THE PROBLEM: In the entries below, find every line with "ImageError" and copy it.

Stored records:

———

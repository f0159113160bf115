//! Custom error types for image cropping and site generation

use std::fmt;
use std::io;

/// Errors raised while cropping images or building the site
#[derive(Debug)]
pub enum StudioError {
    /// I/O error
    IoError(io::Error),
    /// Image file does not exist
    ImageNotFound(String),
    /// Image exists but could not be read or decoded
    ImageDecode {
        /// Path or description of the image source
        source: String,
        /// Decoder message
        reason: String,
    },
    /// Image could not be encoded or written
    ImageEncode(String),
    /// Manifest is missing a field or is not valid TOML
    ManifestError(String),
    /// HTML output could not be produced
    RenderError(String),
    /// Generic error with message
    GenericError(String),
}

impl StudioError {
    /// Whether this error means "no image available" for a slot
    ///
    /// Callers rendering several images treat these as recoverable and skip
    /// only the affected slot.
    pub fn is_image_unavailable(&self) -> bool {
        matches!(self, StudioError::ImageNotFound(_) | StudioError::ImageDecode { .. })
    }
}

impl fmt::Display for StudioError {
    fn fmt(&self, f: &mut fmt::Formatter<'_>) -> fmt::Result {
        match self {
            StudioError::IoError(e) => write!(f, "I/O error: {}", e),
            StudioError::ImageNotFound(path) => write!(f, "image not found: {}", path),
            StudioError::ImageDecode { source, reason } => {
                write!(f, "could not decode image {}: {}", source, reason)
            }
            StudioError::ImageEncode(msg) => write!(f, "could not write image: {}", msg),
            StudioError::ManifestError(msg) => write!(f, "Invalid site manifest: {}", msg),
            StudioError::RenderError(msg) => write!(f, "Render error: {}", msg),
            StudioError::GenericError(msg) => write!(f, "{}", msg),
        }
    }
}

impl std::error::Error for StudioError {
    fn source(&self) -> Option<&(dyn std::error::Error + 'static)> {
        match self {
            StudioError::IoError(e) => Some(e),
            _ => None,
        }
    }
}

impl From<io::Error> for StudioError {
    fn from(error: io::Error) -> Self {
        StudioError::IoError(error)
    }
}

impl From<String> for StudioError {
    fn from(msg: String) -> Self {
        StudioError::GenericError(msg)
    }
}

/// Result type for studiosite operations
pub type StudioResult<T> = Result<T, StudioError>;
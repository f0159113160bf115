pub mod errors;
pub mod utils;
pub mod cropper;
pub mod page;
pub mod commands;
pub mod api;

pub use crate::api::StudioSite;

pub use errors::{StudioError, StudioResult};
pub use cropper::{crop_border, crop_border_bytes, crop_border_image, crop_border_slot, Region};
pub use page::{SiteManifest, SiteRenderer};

———

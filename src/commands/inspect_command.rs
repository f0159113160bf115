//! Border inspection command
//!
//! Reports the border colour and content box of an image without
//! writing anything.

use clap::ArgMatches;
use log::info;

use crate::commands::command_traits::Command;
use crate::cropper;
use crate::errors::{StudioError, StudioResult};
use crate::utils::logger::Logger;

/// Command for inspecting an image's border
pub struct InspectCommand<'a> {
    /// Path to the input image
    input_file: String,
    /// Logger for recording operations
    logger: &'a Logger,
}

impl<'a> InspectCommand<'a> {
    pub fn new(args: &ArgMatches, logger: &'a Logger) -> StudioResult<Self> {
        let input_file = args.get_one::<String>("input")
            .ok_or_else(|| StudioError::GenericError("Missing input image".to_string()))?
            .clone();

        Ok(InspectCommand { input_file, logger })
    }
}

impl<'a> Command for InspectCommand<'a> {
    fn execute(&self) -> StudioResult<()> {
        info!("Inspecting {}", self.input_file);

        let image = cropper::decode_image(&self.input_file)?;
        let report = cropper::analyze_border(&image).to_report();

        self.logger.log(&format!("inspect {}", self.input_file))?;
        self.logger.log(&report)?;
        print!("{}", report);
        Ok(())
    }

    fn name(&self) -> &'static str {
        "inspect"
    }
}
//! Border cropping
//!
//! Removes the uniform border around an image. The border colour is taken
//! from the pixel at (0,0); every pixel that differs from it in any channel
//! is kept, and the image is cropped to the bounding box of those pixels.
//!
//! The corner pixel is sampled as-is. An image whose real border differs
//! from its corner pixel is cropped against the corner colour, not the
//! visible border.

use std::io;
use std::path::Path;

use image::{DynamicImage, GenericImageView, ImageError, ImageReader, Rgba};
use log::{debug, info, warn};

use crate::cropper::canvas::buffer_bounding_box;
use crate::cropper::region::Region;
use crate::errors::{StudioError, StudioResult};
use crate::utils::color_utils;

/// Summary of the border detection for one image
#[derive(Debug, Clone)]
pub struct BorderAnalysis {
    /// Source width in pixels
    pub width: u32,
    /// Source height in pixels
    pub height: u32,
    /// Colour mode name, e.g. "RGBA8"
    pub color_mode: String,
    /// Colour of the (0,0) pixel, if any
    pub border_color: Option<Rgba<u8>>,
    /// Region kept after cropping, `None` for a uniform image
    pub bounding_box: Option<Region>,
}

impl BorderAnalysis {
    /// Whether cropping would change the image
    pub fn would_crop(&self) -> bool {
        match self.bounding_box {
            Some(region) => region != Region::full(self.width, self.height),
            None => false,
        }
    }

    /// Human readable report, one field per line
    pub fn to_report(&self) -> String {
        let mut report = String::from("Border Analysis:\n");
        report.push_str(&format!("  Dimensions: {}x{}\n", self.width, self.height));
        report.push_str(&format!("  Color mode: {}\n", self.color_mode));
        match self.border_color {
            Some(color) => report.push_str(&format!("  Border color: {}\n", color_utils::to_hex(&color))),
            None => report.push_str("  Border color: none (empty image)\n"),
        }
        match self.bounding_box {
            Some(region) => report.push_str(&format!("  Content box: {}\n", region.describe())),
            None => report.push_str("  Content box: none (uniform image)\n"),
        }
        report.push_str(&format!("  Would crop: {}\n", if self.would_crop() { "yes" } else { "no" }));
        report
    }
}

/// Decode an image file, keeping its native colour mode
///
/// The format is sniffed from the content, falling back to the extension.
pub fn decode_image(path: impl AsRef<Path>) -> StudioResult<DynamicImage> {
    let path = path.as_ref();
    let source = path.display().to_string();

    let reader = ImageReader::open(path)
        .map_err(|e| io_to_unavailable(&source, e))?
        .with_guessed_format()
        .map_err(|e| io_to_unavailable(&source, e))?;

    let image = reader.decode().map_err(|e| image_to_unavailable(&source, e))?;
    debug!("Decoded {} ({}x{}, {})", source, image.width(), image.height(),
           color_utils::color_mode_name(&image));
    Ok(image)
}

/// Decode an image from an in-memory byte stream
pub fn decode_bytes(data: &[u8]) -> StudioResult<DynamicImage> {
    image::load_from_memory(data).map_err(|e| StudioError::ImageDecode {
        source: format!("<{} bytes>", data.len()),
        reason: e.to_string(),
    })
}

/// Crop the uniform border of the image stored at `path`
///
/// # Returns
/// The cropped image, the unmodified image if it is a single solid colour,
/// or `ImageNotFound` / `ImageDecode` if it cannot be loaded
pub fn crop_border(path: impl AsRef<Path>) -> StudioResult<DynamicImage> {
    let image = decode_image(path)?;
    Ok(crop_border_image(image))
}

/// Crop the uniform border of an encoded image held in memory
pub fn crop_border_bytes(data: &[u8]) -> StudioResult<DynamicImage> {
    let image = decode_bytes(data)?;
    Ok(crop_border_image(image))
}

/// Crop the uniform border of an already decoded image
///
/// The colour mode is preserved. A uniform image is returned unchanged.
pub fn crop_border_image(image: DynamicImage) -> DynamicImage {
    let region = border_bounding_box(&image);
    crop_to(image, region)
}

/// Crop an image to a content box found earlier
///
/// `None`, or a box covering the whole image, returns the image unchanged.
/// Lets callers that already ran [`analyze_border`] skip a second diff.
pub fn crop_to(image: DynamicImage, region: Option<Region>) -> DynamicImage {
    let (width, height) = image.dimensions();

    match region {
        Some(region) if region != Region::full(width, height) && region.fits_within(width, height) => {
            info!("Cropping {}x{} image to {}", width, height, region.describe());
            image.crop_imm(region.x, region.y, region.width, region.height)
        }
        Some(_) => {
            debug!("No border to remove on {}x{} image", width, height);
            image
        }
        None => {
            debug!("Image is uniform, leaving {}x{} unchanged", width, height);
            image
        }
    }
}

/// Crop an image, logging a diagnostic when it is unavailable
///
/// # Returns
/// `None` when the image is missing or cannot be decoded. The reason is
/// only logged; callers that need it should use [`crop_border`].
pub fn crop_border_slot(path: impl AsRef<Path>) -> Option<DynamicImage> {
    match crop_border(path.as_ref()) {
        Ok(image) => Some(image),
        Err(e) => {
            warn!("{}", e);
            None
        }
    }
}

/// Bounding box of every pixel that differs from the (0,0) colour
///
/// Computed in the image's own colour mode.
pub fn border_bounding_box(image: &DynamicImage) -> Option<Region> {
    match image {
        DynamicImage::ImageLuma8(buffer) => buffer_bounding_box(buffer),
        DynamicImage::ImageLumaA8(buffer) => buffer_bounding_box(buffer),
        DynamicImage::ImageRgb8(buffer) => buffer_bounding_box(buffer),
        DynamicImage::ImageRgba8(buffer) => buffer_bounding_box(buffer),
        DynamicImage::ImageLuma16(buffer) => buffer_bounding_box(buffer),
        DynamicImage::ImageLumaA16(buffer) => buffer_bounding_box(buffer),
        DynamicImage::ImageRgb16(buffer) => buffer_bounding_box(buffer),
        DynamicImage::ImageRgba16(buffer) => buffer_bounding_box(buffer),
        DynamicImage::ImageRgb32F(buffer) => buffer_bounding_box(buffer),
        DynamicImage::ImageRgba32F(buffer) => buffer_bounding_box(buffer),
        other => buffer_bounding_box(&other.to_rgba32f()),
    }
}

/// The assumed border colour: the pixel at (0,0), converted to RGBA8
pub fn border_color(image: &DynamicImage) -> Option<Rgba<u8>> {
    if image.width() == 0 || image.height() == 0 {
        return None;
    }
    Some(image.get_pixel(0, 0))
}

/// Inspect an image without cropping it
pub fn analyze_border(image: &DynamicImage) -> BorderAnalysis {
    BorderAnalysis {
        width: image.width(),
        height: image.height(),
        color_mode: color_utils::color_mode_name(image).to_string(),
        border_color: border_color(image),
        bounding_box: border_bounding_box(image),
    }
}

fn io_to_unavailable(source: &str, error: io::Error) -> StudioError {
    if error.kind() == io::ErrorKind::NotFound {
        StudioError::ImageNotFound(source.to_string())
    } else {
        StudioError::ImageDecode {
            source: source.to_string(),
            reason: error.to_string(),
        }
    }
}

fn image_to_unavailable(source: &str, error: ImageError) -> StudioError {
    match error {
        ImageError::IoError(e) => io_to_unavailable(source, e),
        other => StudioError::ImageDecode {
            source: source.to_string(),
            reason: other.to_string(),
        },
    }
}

———

RESPONSE AREA:
use image::{DynamicImage, GenericImageView, ImageError, ImageReader, Rgba};
fn image_to_unavailable(source: &str, error: ImageError) -> StudioError {
        ImageError::IoError(e) => io_to_unavailable(source, e),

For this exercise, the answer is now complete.